Locazione a canone concordato o agevolato (contratto 3+2)
Ha una durata di tre anni che devono essere rinnovabili per altri due. Generalmente si tratta di contratti predefiniti.
Locazione a uso transitorio
La durata minima di locazione è di un mese e la durata massima è di diciotto mesi. La peculiarità di questa tipologia contrattuale per l’affitto risiede nel fatto che, nel contratto, devono essere presenti le motivazioni documentate della locazione transitoria.
Locazione per studenti universitari
Un contratto flessibile che va da un minimo di sei mesi a un massimo di tre anni e che sono rinnovabili tacitamente alla prima scadenza, a meno che il conduttore non dia disdetta con adeguato anticipo.

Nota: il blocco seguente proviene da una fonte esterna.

#[cfg(test)]
mod tests {
    use super::*;
    use crate::hir::{DeclNames, Lit, Loc};

    fn expr(kind: ExprKind) -> Expr {
        Expr::new(kind, Loc::default())
    }

    fn stmt(kind: StmtKind) -> Stmt {
        Stmt::new(kind, Loc::default())
    }

    fn ident_expr(name: &str) -> Expr {
        expr(ExprKind::Ident(Ident::new(name)))
    }

    /// `fun f(a) { val b = a; b }`
    #[test]
    fn locals_resolve_params_and_decls() {
        let mut module = HirModule::new("test");
        module.body.push(stmt(StmtKind::Fun(FunDecl {
            name: Arc::from("f"),
            params: vec![Param::required("a")],
            body: Block::of(vec![
                stmt(StmtKind::Decl {
                    names: DeclNames::Single(Arc::from("b")),
                    init: ident_expr("a"),
                    mutable: false,
                }),
                stmt(StmtKind::Expr(ident_expr("b"))),
            ]),
            lambda: None,
        })));
        resolve_module(&mut module);

        let def = &module.lambdas[0];
        // param `a` is slot 0, `this` slot 1, `b` slot 2
        let StmtKind::Decl { init, .. } = &def.body.stmts[0].kind else {
            panic!()
        };
        let ExprKind::Ident(a) = &init.kind else { panic!() };
        assert_eq!(a.slot, Some((0, 0)));
        let StmtKind::Expr(e) = &def.body.stmts[1].kind else { panic!() };
        let ExprKind::Ident(b) = &e.kind else { panic!() };
        assert_eq!(b.slot, Some((0, 2)));
    }

    /// Module-level identifiers stay unresolved.
    #[test]
    fn module_level_stays_name_resolved() {
        let mut module = HirModule::new("test");
        module.body.push(stmt(StmtKind::Expr(ident_expr("x"))));
        resolve_module(&mut module);
        let StmtKind::Expr(e) = &module.body[0].kind else { panic!() };
        let ExprKind::Ident(x) = &e.kind else { panic!() };
        assert_eq!(x.slot, None);
    }

    /// A lambda capturing only immutable outer names keeps the minimal path;
    /// free names are recorded for the capture set.
    #[test]
    fn lambda_free_variables_recorded() {
        let mut module = HirModule::new("test");
        module.body.push(stmt(StmtKind::Expr(expr(ExprKind::Lambda {
            params: vec![Param::required("x")],
            body: Block::of(vec![stmt(StmtKind::Expr(expr(ExprKind::Binary {
                op: crate::ops::BinOp::Add,
                lhs: Box::new(ident_expr("x")),
                rhs: Box::new(ident_expr("captured")),
            })))]),
            id: None,
        }))));
        resolve_module(&mut module);

        let def = &module.lambdas[0];
        match &def.captures {
            CaptureSpec::Minimal(free) => assert_eq!(free.as_slice(), &[Arc::from("captured")]),
            CaptureSpec::ShareEnv => panic!("expected minimal captures"),
        }
    }

    /// A lambda containing a nested lambda falls back to sharing the
    /// environment: the shallow analysis does not descend into it.
    #[test]
    fn nested_lambda_forces_shared_env() {
        let mut module = HirModule::new("test");
        module.body.push(stmt(StmtKind::Expr(expr(ExprKind::Lambda {
            params: vec![],
            body: Block::of(vec![stmt(StmtKind::Expr(expr(ExprKind::Lambda {
                params: vec![],
                body: Block::of(vec![stmt(StmtKind::Expr(ident_expr("deep")))]),
                id: None,
            })))]),
            id: None,
        }))));
        resolve_module(&mut module);

        // outer lambda is extracted last (inner bodies first)
        let outer = module.lambdas.last().unwrap();
        assert!(matches!(outer.captures, CaptureSpec::ShareEnv));
        assert!(matches!(&module.lambdas[0].captures, CaptureSpec::Minimal(f) if f.len() == 1));
    }

    /// Loop bindings and bodies share one scope, reset per iteration.
    #[test]
    fn for_binding_resolves_in_loop_scope() {
        let mut module = HirModule::new("test");
        module.body.push(stmt(StmtKind::Fun(FunDecl {
            name: Arc::from("f"),
            params: vec![],
            body: Block::of(vec![stmt(StmtKind::For {
                label: None,
                binding: DeclNames::Single(Arc::from("i")),
                iterable: expr(ExprKind::RangeLit {
                    start: Box::new(expr(ExprKind::Literal(Lit::Int(0)))),
                    end: Box::new(expr(ExprKind::Literal(Lit::Int(3)))),
                    inclusive: false,
                }),
                body: Block::of(vec![stmt(StmtKind::Expr(ident_expr("i")))]),
            })]),
            lambda: None,
        })));
        resolve_module(&mut module);

        let def = &module.lambdas[0];
        let StmtKind::For { body, .. } = &def.body.stmts[0].kind else {
            panic!()
        };
        let StmtKind::Expr(e) = &body.stmts[0].kind else { panic!() };
        let ExprKind::Ident(i) = &e.kind else { panic!() };
        assert_eq!(i.slot, Some((0, 0)));
    }
}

Il contratto di locazione deve essere redatto in forma scritta e deve contenere alcuni elementi fondamentali, come la generalità delle parti, la descrizione dell’appartamento, l’indicazione del canone di locazione concordato, le modalità di versamento e la durata dell’affitto.
Da non dimenticare l’inserimento della clausola relativa alla presa visione della documentazione relativa all’Attestato di prestazione energetica. L’assenza di tale dichiarazione espone locatore e conduttore a una sanzione amministrativa in solido.